> What the exercise asks:
Find the line with "days ignoring months" and the line with "pub fn fn_datedif(args: &[Value], ctx: &EvaluationContext)" in the entries below; output exactly those two lines, every line between them, and no others.

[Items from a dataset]
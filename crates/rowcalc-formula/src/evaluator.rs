//! Formula evaluator
//!
//! Walks a compiled [`Expr`] tree against one row. Evaluation is total:
//! every malformed input has already been rejected at compile time, and the
//! numeric and date normalizers never fail.

use crate::expr::{BinaryOperator, Expr};
use crate::functions;
use chrono::NaiveDate;
use rowcalc_core::{to_number_strict, Normalizer, Row, Value};
use std::fmt;

/// Source of the current date for `TODAY()`
pub trait Clock: Send + Sync + fmt::Debug {
    /// Today's date in UTC
    fn today(&self) -> NaiveDate;
}

/// Clock backed by the system time
#[derive(Debug, Clone, Copy, Default)]
pub struct SystemClock;

impl Clock for SystemClock {
    fn today(&self) -> NaiveDate {
        chrono::Utc::now().date_naive()
    }
}

/// Clock pinned to one date
#[derive(Debug, Clone, Copy, PartialEq, Eq)]
pub struct FixedClock(pub NaiveDate);

impl Clock for FixedClock {
    fn today(&self) -> NaiveDate {
        self.0
    }
}

static SYSTEM_CLOCK: SystemClock = SystemClock;

/// Everything a formula can read while it runs
#[derive(Clone, Copy)]
pub struct EvaluationContext<'a> {
    /// Row supplying `[Field]` values
    pub row: &'a dyn Row,
    /// Number and date normalizer
    pub normalizer: &'a Normalizer,
    /// Clock for `TODAY()`
    pub clock: &'a dyn Clock,
}

impl<'a> EvaluationContext<'a> {
    /// Create a new evaluation context
    pub fn new(row: &'a dyn Row, normalizer: &'a Normalizer, clock: &'a dyn Clock) -> Self {
        Self {
            row,
            normalizer,
            clock,
        }
    }

    /// Create a context that reads the system clock
    pub fn with_system_clock(row: &'a dyn Row, normalizer: &'a Normalizer) -> Self {
        Self::new(row, normalizer, &SYSTEM_CLOCK)
    }

    /// Numeric coercion through the normalizer
    pub fn number(&self, value: &Value) -> f64 {
        self.normalizer.number(value, None)
    }
}

impl fmt::Debug for EvaluationContext<'_> {
    fn fmt(&self, f: &mut fmt::Formatter<'_>) -> fmt::Result {
        f.debug_struct("EvaluationContext")
            .field("clock", &self.clock)
            .finish_non_exhaustive()
    }
}

/// A compiled formula, ready to run against any number of rows
#[derive(Debug, Clone, PartialEq)]
pub struct CompiledFormula {
    root: Expr,
}

impl CompiledFormula {
    pub(crate) fn new(root: Expr) -> Self {
        Self { root }
    }

    /// Root of the expression tree
    pub fn root(&self) -> &Expr {
        &self.root
    }

    /// Evaluate against the row in `ctx`, without output coercion
    pub fn evaluate(&self, ctx: &EvaluationContext) -> Value {
        evaluate(&self.root, ctx)
    }
}

/// Evaluate an expression
pub fn evaluate(expr: &Expr, ctx: &EvaluationContext) -> Value {
    match expr {
        Expr::Number(n) => Value::Number(*n),
        Expr::Text(s) => Value::Text(s.clone()),
        Expr::Field(name) => ctx.row.get(name).cloned().unwrap_or(Value::Null),
        Expr::Negate(operand) => {
            let v = evaluate(operand, ctx);
            Value::Number(-ctx.number(&v))
        }
        Expr::Binary { op, left, right } => {
            let l = evaluate(left, ctx);
            let r = evaluate(right, ctx);
            evaluate_binary_op(*op, &l, &r, ctx)
        }
        Expr::Call { function, args } => functions::call(*function, args, ctx),
    }
}

fn evaluate_binary_op(op: BinaryOperator, l: &Value, r: &Value, ctx: &EvaluationContext) -> Value {
    match op {
        // Arithmetic operators
        BinaryOperator::Add => Value::Number(ctx.number(l) + ctx.number(r)),
        BinaryOperator::Subtract => Value::Number(ctx.number(l) - ctx.number(r)),
        BinaryOperator::Multiply => Value::Number(ctx.number(l) * ctx.number(r)),
        BinaryOperator::Divide => {
            let divisor = ctx.number(r);
            if divisor == 0.0 {
                Value::Number(0.0)
            } else {
                Value::Number(ctx.number(l) / divisor)
            }
        }

        // Comparison operators work on the raw values
        BinaryOperator::Equal => Value::Boolean(loose_equals(l, r)),
        BinaryOperator::NotEqual => Value::Boolean(!loose_equals(l, r)),
        BinaryOperator::LessThan
        | BinaryOperator::LessEqual
        | BinaryOperator::GreaterThan
        | BinaryOperator::GreaterEqual => Value::Boolean(loose_compare(op, l, r)),
    }
}

/// Equality on raw values.
///
/// Null only equals Null, two texts compare exactly, anything else compares
/// numerically with text converted strictly.
pub fn loose_equals(l: &Value, r: &Value) -> bool {
    match (l, r) {
        (Value::Null, Value::Null) => true,
        (Value::Null, _) | (_, Value::Null) => false,
        (Value::Text(a), Value::Text(b)) => a == b,
        _ => to_number_strict(l) == to_number_strict(r),
    }
}

/// Ordering on raw values.
///
/// Two texts compare lexicographically. Everything else compares as strict
/// numbers, and NaN on either side makes the comparison false.
pub fn loose_compare(op: BinaryOperator, l: &Value, r: &Value) -> bool {
    if let (Value::Text(a), Value::Text(b)) = (l, r) {
        let a = a.as_str();
        let b = b.as_str();
        return match op {
            BinaryOperator::LessThan => a < b,
            BinaryOperator::LessEqual => a <= b,
            BinaryOperator::GreaterThan => a > b,
            BinaryOperator::GreaterEqual => a >= b,
            _ => false,
        };
    }

    let a = to_number_strict(l);
    let b = to_number_strict(r);
    match op {
        BinaryOperator::LessThan => a < b,
        BinaryOperator::LessEqual => a <= b,
        BinaryOperator::GreaterThan => a > b,
        BinaryOperator::GreaterEqual => a >= b,
        _ => false,
    }
}

#[cfg(test)]
mod tests {
    use super::*;
    use crate::parser::compile_formula;
    use pretty_assertions::assert_eq;
    use std::collections::HashMap;

    fn eval_row(formula: &str, row: &HashMap<String, Value>) -> Value {
        let compiled = compile_formula(formula).unwrap();
        let normalizer = Normalizer::default();
        let clock = FixedClock(NaiveDate::from_ymd_opt(2026, 2, 4).unwrap());
        let ctx = EvaluationContext::new(row, &normalizer, &clock);
        compiled.evaluate(&ctx)
    }

    fn eval(formula: &str) -> Value {
        eval_row(formula, &HashMap::new())
    }

    fn row(pairs: &[(&str, Value)]) -> HashMap<String, Value> {
        pairs
            .iter()
            .map(|(k, v)| (k.to_string(), v.clone()))
            .collect()
    }

    #[test]
    fn test_evaluate_literals() {
        assert_eq!(eval("42"), Value::Number(42.0));
        assert_eq!(eval("'Hello'"), Value::text("Hello"));
    }

    #[test]
    fn test_evaluate_arithmetic() {
        assert_eq!(eval("2 + 3 * 4"), Value::Number(14.0));
        assert_eq!(eval("(2 + 3) * 4"), Value::Number(20.0));
        assert_eq!(eval("10 - 4 - 3"), Value::Number(3.0));
        assert_eq!(eval("-[Missing] + 1"), Value::Number(1.0));
        assert_eq!(eval("-'2,5'"), Value::Number(-2.5));
    }

    #[test]
    fn test_division_by_zero_is_zero() {
        let r = row(&[("A", Value::Number(10.0))]);
        assert_eq!(eval_row("[A] / 0", &r), Value::Number(0.0));
        assert_eq!(eval_row("[A] / [Missing]", &r), Value::Number(0.0));
        assert_eq!(eval_row("[A] / 'abc'", &r), Value::Number(0.0));
    }

    #[test]
    fn test_arithmetic_coerces_text_fields() {
        let r = row(&[
            ("Prix", Value::text("1 234,50")),
            ("Qte", Value::text("2")),
        ]);
        assert_eq!(eval_row("[Prix] * [Qte]", &r), Value::Number(2469.0));
    }

    #[test]
    fn test_field_lookup() {
        let r = row(&[("Nom", Value::text("Dupont")), ("nom", Value::text("x"))]);
        assert_eq!(eval_row("[Nom]", &r), Value::text("Dupont"));
        assert_eq!(eval_row("[NOM]", &r), Value::Null);
        assert_eq!(eval_row("[Absent]", &r), Value::Null);
    }

    #[test]
    fn test_equality_on_raw_values() {
        let r = row(&[("Status", Value::text("ok")), ("N", Value::Number(5.0))]);
        assert_eq!(eval_row("[Status] = 'ok'", &r), Value::Boolean(true));
        assert_eq!(eval_row("[Status] <> 'ok'", &r), Value::Boolean(false));
        assert_eq!(eval_row("[N] = '5'", &r), Value::Boolean(true));
        assert_eq!(eval_row("[N] = ' 5 '", &r), Value::Boolean(true));
        assert_eq!(eval_row("[Missing] = 0", &r), Value::Boolean(false));
        assert_eq!(eval_row("[Missing] = [Other]", &r), Value::Boolean(true));
        assert_eq!(eval_row("'abc' = 0", &r), Value::Boolean(false));
    }

    #[test]
    fn test_ordering_on_raw_values() {
        let r = row(&[("Age", Value::Number(20.0)), ("Nom", Value::text("b"))]);
        assert_eq!(eval_row("[Age] > 18", &r), Value::Boolean(true));
        assert_eq!(eval_row("[Age] <= 18", &r), Value::Boolean(false));
        assert_eq!(eval_row("[Nom] > 'a'", &r), Value::Boolean(true));
        // Texts are not parsed as numbers when compared with each other
        assert_eq!(eval("'10' < '9'"), Value::Boolean(true));
        // Number against text converts the text strictly
        assert_eq!(eval("10 > '9'"), Value::Boolean(true));
        assert_eq!(eval("10 > 'abc'"), Value::Boolean(false));
        assert_eq!(eval("10 < 'abc'"), Value::Boolean(false));
        // Null orders as zero
        assert_eq!(eval("[Missing] < 1"), Value::Boolean(true));
    }

    #[test]
    fn test_comparison_result_feeds_arithmetic() {
        // (5 > 3) + 1: a boolean coerces to 0
        assert_eq!(eval("5 > 3 + 1"), Value::Number(1.0));
    }

    #[test]
    fn test_loose_equals() {
        assert!(loose_equals(&Value::Boolean(true), &Value::Number(1.0)));
        assert!(loose_equals(&Value::Date(46057.0), &Value::Number(46057.0)));
        assert!(loose_equals(&Value::text(""), &Value::Number(0.0)));
        assert!(!loose_equals(&Value::Null, &Value::text("")));
        assert!(!loose_equals(
            &Value::Number(f64::NAN),
            &Value::Number(f64::NAN)
        ));
    }

    #[test]
    fn test_fixed_clock() {
        let date = NaiveDate::from_ymd_opt(2024, 12, 31).unwrap();
        assert_eq!(FixedClock(date).today(), date);
    }

    #[test]
    fn test_evaluation_is_repeatable() {
        let r = row(&[("A", Value::text("1,5"))]);
        let first = eval_row("[A] * 2 + LEN('abc')", &r);
        for _ in 0..10 {
            assert_eq!(eval_row("[A] * 2 + LEN('abc')", &r), first);
        }
        assert_eq!(first, Value::Number(6.0));
    }
}
//! # rowcalc
//!
//! An Excel-like formula engine for tabular data.
//!
//! A formula is compiled once and evaluated against each row of a dataset.
//! Rows are plain maps from field name to [`Value`]; formulas reference
//! fields as `[Name]`.
//!
//! ## Features
//!
//! - Arithmetic and comparisons with spreadsheet precedence
//! - Text, math, logical and date functions
//! - French and English function names (`SI`/`IF`, `SOMME`/`SUM`, ...)
//! - Locale-tolerant number parsing (`1.000,50` and `1,000.50`)
//! - Excel serial dates, `DD/MM/YYYY` and ISO dates
//! - Malformed formulas evaluate to null instead of failing
//!
//! ## Example
//!
//! ```rust
//! use rowcalc::prelude::*;
//! use std::collections::HashMap;
//!
//! let engine = FormulaEngine::new();
//!
//! let mut row = HashMap::new();
//! row.insert("Prix".to_string(), Value::text("1 250,50"));
//! row.insert("Qte".to_string(), Value::Number(2.0));
//!
//! assert_eq!(engine.evaluate(&row, "[Prix] * [Qte]", None), Value::Number(2501.0));
//! assert_eq!(
//!     engine.evaluate(&row, "SI([Qte] > 1, 'lot', 'unité')", None),
//!     Value::text("lot")
//! );
//! ```

pub mod batch;
pub mod prelude;

// Re-export batch types
pub use batch::{evaluate_rows, BatchStats};

// Re-export core types
pub use rowcalc_core::{
    excel_serial_from_ymd,
    from_excel_serial,
    grouped_label,
    // Normalizers
    parse_date,
    parse_number,
    round_half_up,
    to_excel_serial,
    to_number_strict,
    Error,
    Grouping,
    Normalizer,
    // Value types
    OutputKind,
    Result,
    Row,
    Value,
};

// Re-export formula types
pub use rowcalc_formula::{
    compile_formula,
    CacheStats,
    Clock,
    CompiledFormula,
    // Engine
    EngineOptions,
    FixedClock,
    FormulaEngine,
    FormulaError,
    FormulaResult,
    Function,
    SystemClock,
};
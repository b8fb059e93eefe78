//! Logical functions

use crate::evaluator::{evaluate, EvaluationContext};
use crate::expr::Expr;
use rowcalc_core::Value;

/// SI/IF(condition, then, else)
///
/// Only the selected branch is evaluated; a missing branch is Null.
pub fn fn_if(args: &[Expr], ctx: &EvaluationContext) -> Value {
    let condition = match args.first() {
        Some(expr) => evaluate(expr, ctx),
        None => Value::Null,
    };
    let branch = if condition.is_truthy() { 1 } else { 2 };
    match args.get(branch) {
        Some(expr) => evaluate(expr, ctx),
        None => Value::Null,
    }
}

#[cfg(test)]
mod tests {
    use crate::functions::test_support::{eval, eval_row};
    use rowcalc_core::Value;
    use std::collections::HashMap;

    #[test]
    fn test_if_french_and_english() {
        let mut row = HashMap::new();
        row.insert("Age".to_string(), Value::Number(20.0));
        assert_eq!(
            eval_row("SI([Age] > 18, 'Majeur', 'Mineur')", &row),
            Value::text("Majeur")
        );
        assert_eq!(
            eval_row("IF([Age] > 18, 'Majeur', 'Mineur')", &row),
            Value::text("Majeur")
        );

        row.insert("Age".to_string(), Value::Number(12.0));
        assert_eq!(
            eval_row("si([Age] > 18, 'Majeur', 'Mineur')", &row),
            Value::text("Mineur")
        );
    }

    #[test]
    fn test_if_truthiness() {
        assert_eq!(eval("IF(0, 1, 2)"), Value::Number(2.0));
        assert_eq!(eval("IF('', 1, 2)"), Value::Number(2.0));
        assert_eq!(eval("IF('0', 1, 2)"), Value::Number(1.0));
        assert_eq!(eval("IF([Missing], 1, 2)"), Value::Number(2.0));
        assert_eq!(eval("IF(-3, 1, 2)"), Value::Number(1.0));
    }

    #[test]
    fn test_if_missing_branches() {
        assert_eq!(eval("IF(1, 'yes')"), Value::text("yes"));
        assert_eq!(eval("IF(0, 'yes')"), Value::Null);
        assert_eq!(eval("IF()"), Value::Null);
    }

    #[test]
    fn test_if_nested() {
        assert_eq!(
            eval("SI(5 > 10, 'big', SI(5 > 3, 'medium', 'small'))"),
            Value::text("medium")
        );
    }
}
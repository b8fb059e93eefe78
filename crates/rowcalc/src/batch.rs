//! Batch evaluation over a dataset
//!
//! Runs one formula across many rows, compiling it once.
//!
//! # Example
//!
//! ```rust
//! use rowcalc::prelude::*;
//! use std::collections::HashMap;
//!
//! let engine = FormulaEngine::new();
//! let rows: Vec<HashMap<String, Value>> = (1..=3)
//!     .map(|i| HashMap::from([("Qte".to_string(), Value::from(i))]))
//!     .collect();
//!
//! let (values, stats) = rowcalc::evaluate_rows(&engine, &rows, "[Qte] * 10", None);
//! assert_eq!(values, vec![Value::Number(10.0), Value::Number(20.0), Value::Number(30.0)]);
//! assert_eq!(stats.rows, 3);
//! assert_eq!(stats.nulls, 0);
//! ```

use crate::{FormulaEngine, OutputKind, Row, Value};

/// Statistics from a batch run
#[derive(Debug, Clone, Copy, Default, PartialEq, Eq)]
pub struct BatchStats {
    /// Number of rows evaluated
    pub rows: usize,
    /// Number of rows whose result was null
    pub nulls: usize,
}

/// Evaluate `formula` on every row, in order.
///
/// A formula that does not compile yields one null per row.
pub fn evaluate_rows<R: Row>(
    engine: &FormulaEngine,
    rows: &[R],
    formula: &str,
    output: Option<OutputKind>,
) -> (Vec<Value>, BatchStats) {
    let mut stats = BatchStats {
        rows: rows.len(),
        nulls: 0,
    };

    let compiled = if formula.trim().is_empty() {
        None
    } else {
        match engine.compiled(formula) {
            Ok(compiled) => Some(compiled),
            Err(e) => {
                log::debug!("formula {:?} evaluated to null for every row: {}", formula, e);
                None
            }
        }
    };

    let values: Vec<Value> = match compiled {
        Some(compiled) => rows
            .iter()
            .map(|row| engine.evaluate_compiled(row, &compiled, output))
            .collect(),
        None => vec![Value::Null; rows.len()],
    };

    stats.nulls = values.iter().filter(|v| v.is_null()).count();
    (values, stats)
}
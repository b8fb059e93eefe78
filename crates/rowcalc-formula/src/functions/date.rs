//! Date functions
//!
//! Dates come in through the date normalizer and go out as
//! [`Value::Date`] serials. Everything is UTC.

use super::{arg, number_arg, text_arg};
use crate::evaluator::EvaluationContext;
use chrono::{Datelike, NaiveDate, NaiveDateTime, NaiveTime};
use rowcalc_core::{excel_serial_from_ymd, to_excel_serial, ymd_rollover, Value};

const MS_PER_DAY: i64 = 86_400_000;

fn date_arg(args: &[Value], index: usize, ctx: &EvaluationContext) -> Option<NaiveDateTime> {
    ctx.normalizer.date(arg(args, index))
}

/// ANNEE/YEAR, 0 for non-dates
pub fn fn_year(args: &[Value], ctx: &EvaluationContext) -> Value {
    let year = date_arg(args, 0, ctx).map_or(0, |d| d.year());
    Value::Number(year as f64)
}

/// MOIS/MONTH (1-12), 0 for non-dates
pub fn fn_month(args: &[Value], ctx: &EvaluationContext) -> Value {
    let month = date_arg(args, 0, ctx).map_or(0, |d| d.month());
    Value::Number(month as f64)
}

/// JOUR/DAY, 0 for non-dates
pub fn fn_day(args: &[Value], ctx: &EvaluationContext) -> Value {
    let day = date_arg(args, 0, ctx).map_or(0, |d| d.day());
    Value::Number(day as f64)
}

/// DATE(year, month, day) at UTC midnight
///
/// Parts are truncated, months and days roll over, and years 0-99 are
/// read as 1900-1999.
pub fn fn_date(args: &[Value], ctx: &EvaluationContext) -> Value {
    let parts = [
        number_arg(args, 0, ctx),
        number_arg(args, 1, ctx),
        number_arg(args, 2, ctx),
    ];
    if parts.iter().any(|p| !p.is_finite()) {
        return Value::Null;
    }
    let [year, month, day] = parts.map(|p| p.trunc() as i64);
    let year = if (0..=99).contains(&year) {
        1900 + year
    } else {
        year
    };

    excel_serial_from_ymd(year, month, day).map_or(Value::Null, Value::Date)
}

/// AUJOURDHUI/TODAY at UTC midnight
pub fn fn_today(_args: &[Value], ctx: &EvaluationContext) -> Value {
    let today = ctx.clock.today().and_time(NaiveTime::MIN);
    Value::Date(to_excel_serial(&today))
}

/// DATEDIF(start, end, unit)
///
/// Units (case-insensitive): `d`/`j` days, `m` months, `y`/`a` years,
/// `md` days ignoring months and years, `ym` months ignoring years,
/// `yd` days ignoring years. Never negative; unparsable dates and unknown
/// units give 0.
pub fn fn_datedif(args: &[Value], ctx: &EvaluationContext) -> Value {
    let (start, end) = match (date_arg(args, 0, ctx), date_arg(args, 1, ctx)) {
        (Some(start), Some(end)) => (start, end),
        _ => return Value::Number(0.0),
    };
    let unit = text_arg(args, 2).to_lowercase();

    let diff = date_difference(&start, &end, &unit).unwrap_or_else(|| {
        log::debug!("unknown DATEDIF unit {:?}", unit);
        0
    });
    Value::Number(diff.max(0) as f64)
}

/// Whole months from `start` to `end`, counting a month only once its day is reached
fn whole_months(start: &NaiveDateTime, end: &NaiveDateTime) -> i64 {
    let months = (end.year() as i64 - start.year() as i64) * 12
        + (end.month() as i64 - start.month() as i64);
    if end.day() < start.day() {
        months - 1
    } else {
        months
    }
}

fn days_between(start: NaiveDate, end: NaiveDate) -> i64 {
    (end - start).num_days()
}

fn date_difference(start: &NaiveDateTime, end: &NaiveDateTime, unit: &str) -> Option<i64> {
    let diff = match unit {
        "d" | "j" => (*end - *start).num_milliseconds().div_euclid(MS_PER_DAY),
        "m" => whole_months(start, end),
        "y" | "a" => {
            let years = end.year() as i64 - start.year() as i64;
            if (end.month(), end.day()) < (start.month(), start.day()) {
                years - 1
            } else {
                years
            }
        }
        "md" => {
            let days = end.day() as i64 - start.day() as i64;
            if days >= 0 {
                days
            } else {
                // Borrow the length of the month before end's month
                let last_of_previous = ymd_rollover(end.year() as i64, end.month() as i64, 0)?;
                days + last_of_previous.day() as i64
            }
        }
        "ym" => {
            if end < start {
                0
            } else {
                whole_months(start, end).rem_euclid(12)
            }
        }
        "yd" => {
            let end_date = end.date();
            let moved = |year: i64| {
                ymd_rollover(year, start.month() as i64, start.day() as i64)
            };
            let mut anniversary = moved(end.year() as i64)?;
            if anniversary > end_date {
                anniversary = moved(end.year() as i64 - 1)?;
            }
            days_between(anniversary, end_date)
        }
        _ => return None,
    };
    Some(diff)
}
//! Math functions

use super::number_arg;
use crate::evaluator::EvaluationContext;
use rowcalc_core::Value;

/// SOMME/SUM
pub fn fn_sum(args: &[Value], ctx: &EvaluationContext) -> Value {
    Value::Number(args.iter().map(|v| ctx.number(v)).sum())
}

/// MOYENNE/AVERAGE, 0 without arguments
pub fn fn_average(args: &[Value], ctx: &EvaluationContext) -> Value {
    if args.is_empty() {
        return Value::Number(0.0);
    }
    let sum: f64 = args.iter().map(|v| ctx.number(v)).sum();
    Value::Number(sum / args.len() as f64)
}

/// MIN, +∞ without arguments
pub fn fn_min(args: &[Value], ctx: &EvaluationContext) -> Value {
    Value::Number(args.iter().map(|v| ctx.number(v)).fold(f64::INFINITY, f64::min))
}

/// MAX, −∞ without arguments
pub fn fn_max(args: &[Value], ctx: &EvaluationContext) -> Value {
    Value::Number(args.iter().map(|v| ctx.number(v)).fold(f64::NEG_INFINITY, f64::max))
}

/// ARRONDI/ROUND(x, [digits]), rounding half up
pub fn fn_round(args: &[Value], ctx: &EvaluationContext) -> Value {
    let x = number_arg(args, 0, ctx);
    let factor = 10f64.powf(number_arg(args, 1, ctx));
    Value::Number((x * factor + 0.5).floor() / factor)
}

/// ABS
pub fn fn_abs(args: &[Value], ctx: &EvaluationContext) -> Value {
    Value::Number(number_arg(args, 0, ctx).abs())
}

#[cfg(test)]
mod tests {
    use crate::functions::test_support::{eval, eval_row};
    use rowcalc_core::Value;
    use std::collections::HashMap;

    #[test]
    fn test_sum() {
        assert_eq!(eval("SUM(1, 2, 3)"), Value::Number(6.0));
        assert_eq!(eval("SOMME('1,5', '2.5', 'abc')"), Value::Number(4.0));
        assert_eq!(eval("SUM()"), Value::Number(0.0));
    }

    #[test]
    fn test_average() {
        assert_eq!(eval("AVERAGE(1, 2, 3)"), Value::Number(2.0));
        assert_eq!(eval("MOYENNE(10, 'x')"), Value::Number(5.0));
        assert_eq!(eval("AVG()"), Value::Number(0.0));
    }

    #[test]
    fn test_min_max() {
        assert_eq!(eval("MIN(3, 1, 2)"), Value::Number(1.0));
        assert_eq!(eval("MAX(3, '10', 2)"), Value::Number(10.0));
        assert_eq!(eval("MIN()"), Value::Number(f64::INFINITY));
        assert_eq!(eval("MAX()"), Value::Number(f64::NEG_INFINITY));
    }

    #[test]
    fn test_round() {
        assert_eq!(eval("ROUND(3.14159, 2)"), Value::Number(3.14));
        assert_eq!(eval("ARRONDI(2.5)"), Value::Number(3.0));
        assert_eq!(eval("ROUND(-2.5, 0)"), Value::Number(-2.0));
        assert_eq!(eval("ROUND(1234, -2)"), Value::Number(1200.0));
    }

    #[test]
    fn test_abs() {
        assert_eq!(eval("ABS(-5)"), Value::Number(5.0));
        let mut row = HashMap::new();
        row.insert("Delta".to_string(), Value::text("-1 250,5"));
        assert_eq!(eval_row("ABS([Delta])", &row), Value::Number(1250.5));
    }
}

> Reply to the task:
/// `md` days ignoring months and years, `ym` months ignoring years,
/// `yd` days ignoring years. Never negative; unparsable dates and unknown
/// units give 0.
pub fn fn_datedif(args: &[Value], ctx: &EvaluationContext) -> Value {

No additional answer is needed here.